Hoy la Asociación cuenta con decenas de centros en los tres países, y ha atendido a más de 100.000 personas, con un alcance en consultas ambulatorias aún mayor. Su crecimiento ha sido casi enteramente financiado por donaciones privadas, sin apoyo estatal regular. Ahongbonon repite que los enfermos mentales “necesitan medicamentos, pero necesitan algo más que medicamentos: necesitan ser tenidos en cuenta, necesitan ser amados, necesitan que se confíe en ellos”.

Una de las enfermas mentales, antes de ser rescatada por el Proyecto Grégoire
Una de las enfermas mentales, antes de ser rescatada por el Proyecto Grégoire

Uno de los mensajes más insistentes que lanza es que mientras exista una sola persona encadenada, la humanidad misma sigue encadenada. Para él, liberar físicamente a alguien de las cadenas es solo un paso; lo importante es romper las cadenas de la ignorancia, el miedo y el rechazo que los sujetos —y las sociedades— les imponen. Durante un acto en el Día Mundial de la Salud Mental dijo: “Si queremos la paz, no olvidemos a los más pobres, las personas con enfermedades mentales”. Allí resume su visión: la paz auténtica no puede cimentarse mientras haya seres humanos tratados como basura.

El Proyecto Grégoire, impulsado por organizaciones como CESAL, ha comenzado a replicar ese modelo en Benín desde 2016. En Dassa existe ya un centro especializado en salud mental y adicciones, en funcionamiento desde agosto de 2024. Se suman programas de salud pública, clínicas comunitarias, seguimiento ambulatorio y talleres de oficio para quienes estabilizan. El desafío sigue siendo enorme: en muchos territorios las personas enfermas siguen siendo vistas como “poseídas”, “embrujadas” o portadoras de un gran pecado familiar, y son objeto de prácticas de encierro y violencia incluso por parte de sus propias familias o líderes locales.

Para Ahongbonon eso no es invención periodística: él ha visto jóvenes con los brazos y pies atados con alambre incrustado en la carne, familias que los tratan como apestados, comunidades que rehúsan acogerlos. Y él mismo ha roto sus cadenas y los ha liberado. Algunas personas han permanecido décadas así sin otra ayuda que la fe de un puñado de voluntarios. Él sostiene que esa realidad es un escándalo ético, un grito que interpela a la Iglesia, a los gobiernos y a la humanidad entera.
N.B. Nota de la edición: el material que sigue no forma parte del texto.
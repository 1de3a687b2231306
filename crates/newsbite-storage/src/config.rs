//! Store configuration
//!
//! Serializable so hosts can ship it alongside their other settings.

use crate::security::EncryptionAlgorithm;
use crate::{Error, Result};
use serde::{Deserialize, Serialize};

/// Alias under which the device key is kept in the secure credential holder
pub const DEFAULT_KEY_ALIAS: &str = "secure_storage_key";

/// Fixed secret used by hosts without a secure credential holder (web).
///
/// Anyone can derive the key from this constant, so values stored under
/// [`KeyPolicy::InsecureFixed`] are obfuscated, not confidential.
pub const INSECURE_FALLBACK_SECRET: &str = "web_fallback_key_do_not_use_for_sensitive_production_data";

/// Where the device encryption key comes from
#[derive(Debug, Clone, PartialEq, Eq, Serialize, Deserialize)]
#[serde(tag = "kind", rename_all = "snake_case")]
pub enum KeyPolicy {
    /// Random key created on first use and kept in the secure credential holder
    SecureHolder,
    /// Fixed secret, no confidentiality. Must be chosen explicitly.
    InsecureFixed {
        /// Secret the key is derived from
        secret: String,
    },
}

impl KeyPolicy {
    /// Fixed-secret policy with the stock web fallback constant
    pub fn insecure_fallback() -> Self {
        Self::InsecureFixed {
            secret: INSECURE_FALLBACK_SECRET.to_string(),
        }
    }

    /// Whether values stored under this policy are confidential
    pub fn is_confidential(&self) -> bool {
        matches!(self, Self::SecureHolder)
    }
}

impl Default for KeyPolicy {
    fn default() -> Self {
        Self::SecureHolder
    }
}

/// Encrypted store configuration
#[derive(Debug, Clone, Serialize, Deserialize)]
#[serde(default)]
pub struct StoreConfig {
    /// Credential holder alias for the device key
    pub key_alias: String,
    /// Cipher used for new writes
    pub algorithm: EncryptionAlgorithm,
    /// Key source
    pub key_policy: KeyPolicy,
    /// Re-write values read through the legacy plaintext path in encrypted form
    pub reseal_legacy_values: bool,
}

impl Default for StoreConfig {
    fn default() -> Self {
        Self {
            key_alias: DEFAULT_KEY_ALIAS.to_string(),
            algorithm: EncryptionAlgorithm::default(),
            key_policy: KeyPolicy::default(),
            reseal_legacy_values: false,
        }
    }
}

impl StoreConfig {
    /// Parse from JSON, filling missing fields with defaults
    pub fn from_json(json: &str) -> Result<Self> {
        let config: Self = serde_json::from_str(json)?;
        config.validate()?;
        Ok(config)
    }

    /// Check invariants not expressible in the type
    pub fn validate(&self) -> Result<()> {
        if self.key_alias.trim().is_empty() {
            return Err(Error::Config("key_alias must not be empty".to_string()));
        }
        if let KeyPolicy::InsecureFixed { secret } = &self.key_policy {
            if secret.is_empty() {
                return Err(Error::Config("fixed key secret must not be empty".to_string()));
            }
        }
        Ok(())
    }
}

#[cfg(test)]
mod tests {
    use super::*;

    #[test]
    fn test_defaults() {
        let config = StoreConfig::default();
        assert_eq!(config.key_alias, "secure_storage_key");
        assert_eq!(config.algorithm, EncryptionAlgorithm::ChaCha20Poly1305);
        assert_eq!(config.key_policy, KeyPolicy::SecureHolder);
        assert!(!config.reseal_legacy_values);
    }

    #[test]
    fn test_partial_json_uses_defaults() {
        let config = StoreConfig::from_json(r#"{"reseal_legacy_values": true}"#).unwrap();
        assert!(config.reseal_legacy_values);
        assert_eq!(config.key_alias, DEFAULT_KEY_ALIAS);
    }

    #[test]
    fn test_fixed_policy_json() {
        let config = StoreConfig::from_json(
            r#"{"algorithm": "aes-256-gcm", "key_policy": {"kind": "insecure_fixed", "secret": "dev"}}"#,
        )
        .unwrap();
        assert_eq!(config.algorithm, EncryptionAlgorithm::AesGcm);
        assert!(!config.key_policy.is_confidential());
    }

    #[test]
    fn test_validation() {
        assert!(StoreConfig::from_json(r#"{"key_alias": "  "}"#).is_err());
        assert!(StoreConfig::from_json(
            r#"{"key_policy": {"kind": "insecure_fixed", "secret": ""}}"#
        )
        .is_err());
        assert!(StoreConfig::from_json("not json").is_err());
    }
}
//! Device security controller
//!
//! Owns the app lock state machine:
//!
//! ```text
//!            background (lock enabled, native)
//!   UNLOCKED ---------------------------------> LOCKED
//!      ^                                          |
//!      |   authenticate: success / fail-open      |
//!      +------------------------------------------+
//! ```
//!
//! `is_app_lock_enabled` is an orthogonal preference persisted in the
//! encrypted store. At most one authentication prompt is in flight at a time;
//! further requests while one is pending return `false` immediately.

use crate::config::SecurityConfig;
use crate::integrity::IntegrityMonitor;
use crate::lifecycle::{AppLifecycleState, LifecycleTransition};
use crate::platform::{
    AdvisoryPresenter, AuthenticationProvider, IntegrityChecker, ScreenCaptureControl,
};
use crate::screen_privacy::{ScreenPrivacy, ScreenPrivacyGuard};
use crate::{Error, Result};
use newsbite_storage::EncryptedStore;
use parking_lot::Mutex;
use serde::Serialize;
use std::sync::atomic::{AtomicBool, Ordering};
use std::sync::Arc;
use tokio::sync::watch;

/// Observable security state
#[derive(Debug, Clone, Copy, PartialEq, Eq, Default, Serialize)]
pub struct SecuritySnapshot {
    /// Content is hidden behind the lock screen
    pub is_locked: bool,
    /// User preference: lock on background
    pub is_app_lock_enabled: bool,
    /// Device flagged as rooted/jailbroken (advisory only)
    pub is_rooted: bool,
}

/// What the presentation layer should render
#[derive(Debug, Clone, Copy, PartialEq, Eq, Serialize)]
pub enum ContentGate {
    /// Render app content
    Protected,
    /// Render the lock screen with its unlock affordance
    LockScreen,
}

impl SecuritySnapshot {
    /// Which surface to show for this state
    pub fn gate(&self) -> ContentGate {
        if self.is_locked {
            ContentGate::LockScreen
        } else {
            ContentGate::Protected
        }
    }
}

/// Platform services injected into the controller.
///
/// Missing services degrade: no authenticator fails open, no integrity
/// checker reports an intact device, no capture control skips privacy.
#[derive(Default, Clone)]
pub struct SecurityPlatform {
    /// Biometric/passcode prompt
    pub authenticator: Option<Arc<dyn AuthenticationProvider>>,
    /// Root/jailbreak detection
    pub integrity: Option<Arc<dyn IntegrityChecker>>,
    /// Screen capture suppression
    pub screen_capture: Option<Arc<dyn ScreenCaptureControl>>,
    /// Advisory dialog
    pub advisory: Option<Arc<dyn AdvisoryPresenter>>,
}

impl SecurityPlatform {
    /// Platform without any OS services
    pub fn new() -> Self {
        Self::default()
    }

    /// Set the authentication provider
    pub fn with_authenticator(mut self, authenticator: Arc<dyn AuthenticationProvider>) -> Self {
        self.authenticator = Some(authenticator);
        self
    }

    /// Set the integrity checker
    pub fn with_integrity_checker(mut self, checker: Arc<dyn IntegrityChecker>) -> Self {
        self.integrity = Some(checker);
        self
    }

    /// Set the screen capture control
    pub fn with_screen_capture(mut self, control: Arc<dyn ScreenCaptureControl>) -> Self {
        self.screen_capture = Some(control);
        self
    }

    /// Set the advisory presenter
    pub fn with_advisory_presenter(mut self, presenter: Arc<dyn AdvisoryPresenter>) -> Self {
        self.advisory = Some(presenter);
        self
    }
}

/// Marks an authentication attempt in flight; cleared on drop
struct AuthAttempt<'a> {
    flag: &'a AtomicBool,
}

impl<'a> AuthAttempt<'a> {
    fn begin(flag: &'a AtomicBool) -> Option<Self> {
        flag.compare_exchange(false, true, Ordering::AcqRel, Ordering::Acquire)
            .ok()
            .map(|_| Self { flag })
    }
}

impl Drop for AuthAttempt<'_> {
    fn drop(&mut self) {
        self.flag.store(false, Ordering::Release);
    }
}

/// App lock, root advisory and screen privacy for one application instance
pub struct DeviceSecurityController {
    config: SecurityConfig,
    store: Arc<EncryptedStore>,
    authenticator: Option<Arc<dyn AuthenticationProvider>>,
    integrity: IntegrityMonitor,
    privacy: Arc<ScreenPrivacy>,
    state: watch::Sender<SecuritySnapshot>,
    authenticating: AtomicBool,
    lifecycle: Mutex<AppLifecycleState>,
}

impl DeviceSecurityController {
    /// Create controller in the `UNLOCKED`, disabled state.
    ///
    /// On [`PlatformKind::Web`](crate::PlatformKind::Web) the platform
    /// services are ignored.
    pub fn new(
        store: Arc<EncryptedStore>,
        platform: SecurityPlatform,
        config: SecurityConfig,
    ) -> Result<Self> {
        config.validate()?;

        let platform = if config.platform.is_native() {
            platform
        } else {
            tracing::debug!("Web platform: OS security services disabled");
            SecurityPlatform::new()
        };

        let (state, _) = watch::channel(SecuritySnapshot::default());
        Ok(Self {
            integrity: IntegrityMonitor::new(
                platform.integrity,
                platform.advisory,
                config.advisory.clone(),
            ),
            privacy: Arc::new(ScreenPrivacy::new(platform.screen_capture)),
            authenticator: platform.authenticator,
            config,
            store,
            state,
            authenticating: AtomicBool::new(false),
            lifecycle: Mutex::new(AppLifecycleState::Active),
        })
    }

    /// Load the persisted preference and, if enabled, lock and prompt.
    ///
    /// The lock is engaged before the prompt is awaited, so content is never
    /// shown while the first authentication is pending. The root check runs
    /// alongside.
    pub async fn init(&self) -> SecuritySnapshot {
        let enabled = self
            .store
            .get_item::<bool>(&self.config.app_lock_key)
            .await
            .unwrap_or(false);

        self.state.send_if_modified(|s| {
            let changed = s.is_app_lock_enabled != enabled || (enabled && !s.is_locked);
            s.is_app_lock_enabled = enabled;
            if enabled {
                s.is_locked = true;
            }
            changed
        });
        tracing::info!("Security initialised (app lock enabled: {})", enabled);

        let integrity = async {
            if self.config.check_integrity_on_init {
                self.check_device_integrity().await;
            }
        };
        let unlock = async {
            if enabled {
                self.authenticate(true).await;
            }
        };
        tokio::join!(integrity, unlock);

        self.snapshot()
    }

    /// Current state
    pub fn snapshot(&self) -> SecuritySnapshot {
        *self.state.borrow()
    }

    /// Whether content is locked
    pub fn is_locked(&self) -> bool {
        self.state.borrow().is_locked
    }

    /// Whether the app lock preference is on
    pub fn is_app_lock_enabled(&self) -> bool {
        self.state.borrow().is_app_lock_enabled
    }

    /// Whether the device was flagged as rooted/jailbroken
    pub fn is_rooted(&self) -> bool {
        self.state.borrow().is_rooted
    }

    /// Whether an authentication prompt is in flight
    #[doc(hidden)]
    pub fn is_authenticating(&self) -> bool {
        self.authenticating.load(Ordering::Acquire)
    }

    /// Receive every state change
    pub fn subscribe(&self) -> watch::Receiver<SecuritySnapshot> {
        self.state.subscribe()
    }

    /// Encrypted store the preference lives in
    pub fn store(&self) -> &Arc<EncryptedStore> {
        &self.store
    }

    /// Configuration in use
    pub fn config(&self) -> &SecurityConfig {
        &self.config
    }

    /// Try to unlock.
    ///
    /// Returns `true` when access is granted (authenticated, app lock
    /// disabled and not `force`, or no usable authentication on the device)
    /// and `false` when the prompt fails, is cancelled, errors, or another
    /// attempt is already in flight. Never returns an error.
    pub async fn authenticate(&self, force: bool) -> bool {
        let Some(_attempt) = AuthAttempt::begin(&self.authenticating) else {
            tracing::debug!("Authentication already in progress; ignoring request");
            return false;
        };

        if !self.is_app_lock_enabled() && !force {
            self.grant_access();
            return true;
        }

        let Some(provider) = &self.authenticator else {
            tracing::debug!("No authentication provider; unlocking");
            self.grant_access();
            return true;
        };

        match self.prompt(provider.as_ref()).await {
            Ok(true) => {
                self.grant_access();
                true
            }
            Ok(false) => false,
            Err(e) => {
                tracing::error!("Authentication error: {}", e);
                false
            }
        }
    }

    /// Unlock from the lock screen
    pub async fn unlock(&self) -> bool {
        self.authenticate(false).await
    }

    /// Turn the app lock on or off.
    ///
    /// Enabling persists first; if the write fails nothing changes and the
    /// error is returned. On success the app locks and prompts at once.
    /// Disabling unlocks immediately, then persists; a failed write is
    /// returned but the in-memory state stays unlocked.
    pub async fn toggle_app_lock(&self, enable: bool) -> Result<()> {
        if enable {
            self.store.set_item(&self.config.app_lock_key, &true).await?;
            self.state.send_if_modified(|s| {
                let changed = !s.is_app_lock_enabled || !s.is_locked;
                s.is_app_lock_enabled = true;
                s.is_locked = true;
                changed
            });
            tracing::info!("App lock enabled");
            self.authenticate(true).await;
            Ok(())
        } else {
            self.state.send_if_modified(|s| {
                let changed = s.is_app_lock_enabled || s.is_locked;
                s.is_app_lock_enabled = false;
                s.is_locked = false;
                changed
            });
            self.privacy.set_lock_claim(false);
            tracing::info!("App lock disabled");
            self.store
                .set_item(&self.config.app_lock_key, &false)
                .await
                .map_err(|e| {
                    tracing::error!("Failed to persist app lock preference: {}", e);
                    Error::from(e)
                })
        }
    }

    /// Manually suppress or allow screen capture. Failures are logged.
    pub fn set_screen_privacy(&self, enable: bool) {
        self.privacy.set_manual_claim(enable);
    }

    /// Suppress screen capture while the returned guard lives
    pub fn protect_screen(&self) -> ScreenPrivacyGuard {
        self.privacy.protect()
    }

    /// Screen privacy state
    pub fn screen_privacy(&self) -> &ScreenPrivacy {
        &self.privacy
    }

    /// React to the host app moving between foreground and background
    pub async fn handle_lifecycle_change(&self, next: AppLifecycleState) {
        let previous = std::mem::replace(&mut *self.lifecycle.lock(), next);
        let transition = LifecycleTransition::classify(previous, next);
        tracing::debug!("Lifecycle {} -> {} ({:?})", previous, next, transition);

        if !self.is_app_lock_enabled() {
            return;
        }

        match transition {
            LifecycleTransition::EnteredBackground => {
                if !self.config.platform.is_native() {
                    return;
                }
                self.set_locked(true);
                self.privacy.set_lock_claim(true);
                tracing::info!("App backgrounded; locked");
            }
            LifecycleTransition::EnteredForeground => {
                if self.is_locked() && !self.is_authenticating() {
                    self.authenticate(true).await;
                }
            }
            LifecycleTransition::Unchanged => {}
        }
    }

    /// Run the root/jailbreak check (once per controller) and flag the
    /// device if compromised. Returns the result.
    pub async fn check_device_integrity(&self) -> bool {
        let rooted = self.integrity.check_once().await;
        if rooted {
            self.state.send_if_modified(|s| {
                let changed = !s.is_rooted;
                s.is_rooted = true;
                changed
            });
        }
        rooted
    }

    async fn prompt(&self, provider: &dyn AuthenticationProvider) -> Result<bool> {
        let has_hardware = provider.has_hardware().await?;
        let is_enrolled = provider.is_enrolled().await?;
        if !has_hardware || !is_enrolled {
            tracing::warn!(
                "Device authentication unavailable (hardware: {}, enrolled: {}); unlocking",
                has_hardware,
                is_enrolled
            );
            return Ok(true);
        }

        let outcome = provider.authenticate(&self.config.prompt).await?;
        tracing::info!("Authentication prompt finished: {:?}", outcome);
        Ok(outcome.is_success())
    }

    fn grant_access(&self) {
        self.set_locked(false);
        self.privacy.set_lock_claim(false);
    }

    fn set_locked(&self, locked: bool) {
        self.state.send_if_modified(|s| {
            let changed = s.is_locked != locked;
            s.is_locked = locked;
            changed
        });
    }
}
A pesar de los recursos precarios, del dolor visible, él insiste en que el modelo funciona. Al reducirse la mortalidad, al restituir la dignidad, al demostrar que la recuperación es posible, el proyecto va enseñando cómo debe ser una asistencia con rostro humano. En comunidades donde se lo conocía como “el loco que desencadena enfermos”, hoy se lo respeta como líder que lucha por su liberación.

La apuesta no es meramente asistencial: es cultural y espiritual. No basta abrir un centro si las creencias colectivas siguen considerando la locura como maldición. Por eso Ahongbonon habla también de cambio de mentalidad: de abrir ojos y corazones. Un ejemplo lo da él mismo cuando comenta que en África los hospitales también “encadenan” pacientes dentro de habitaciones cerradas y sedados, sin verdadera escucha. “Esa es otra forma de prisión”, afirma.

Activistas internacionales lo llaman “el Basaglia africano”, aludiendo al psiquiatra italiano que promovió la reforma psiquiátrica en los años setenta. Ahongbonon ve la comparación como una llamada a seguir avanzando: no basta que existan leyes, si no hay conciencia ni voluntad.

En esos lugares donde la enfermedad se confunde con maldición y la soledad se convierte en condena, Grégoire Ahongbonon y sus compañeros han abierto una grieta de esperanza. Allí donde antes solo quedaban cadenas y silencio, hoy resuenan los nombres de quienes han vuelto a caminar, a trabajar, a ser reconocidos como personas. Cada vida recuperada es la prueba de que la dignidad no se extingue, aunque haya estado años oculta bajo un árbol. Y aunque el camino siga siendo largo, en cada rostro liberado late la certeza de que otra historia es posible.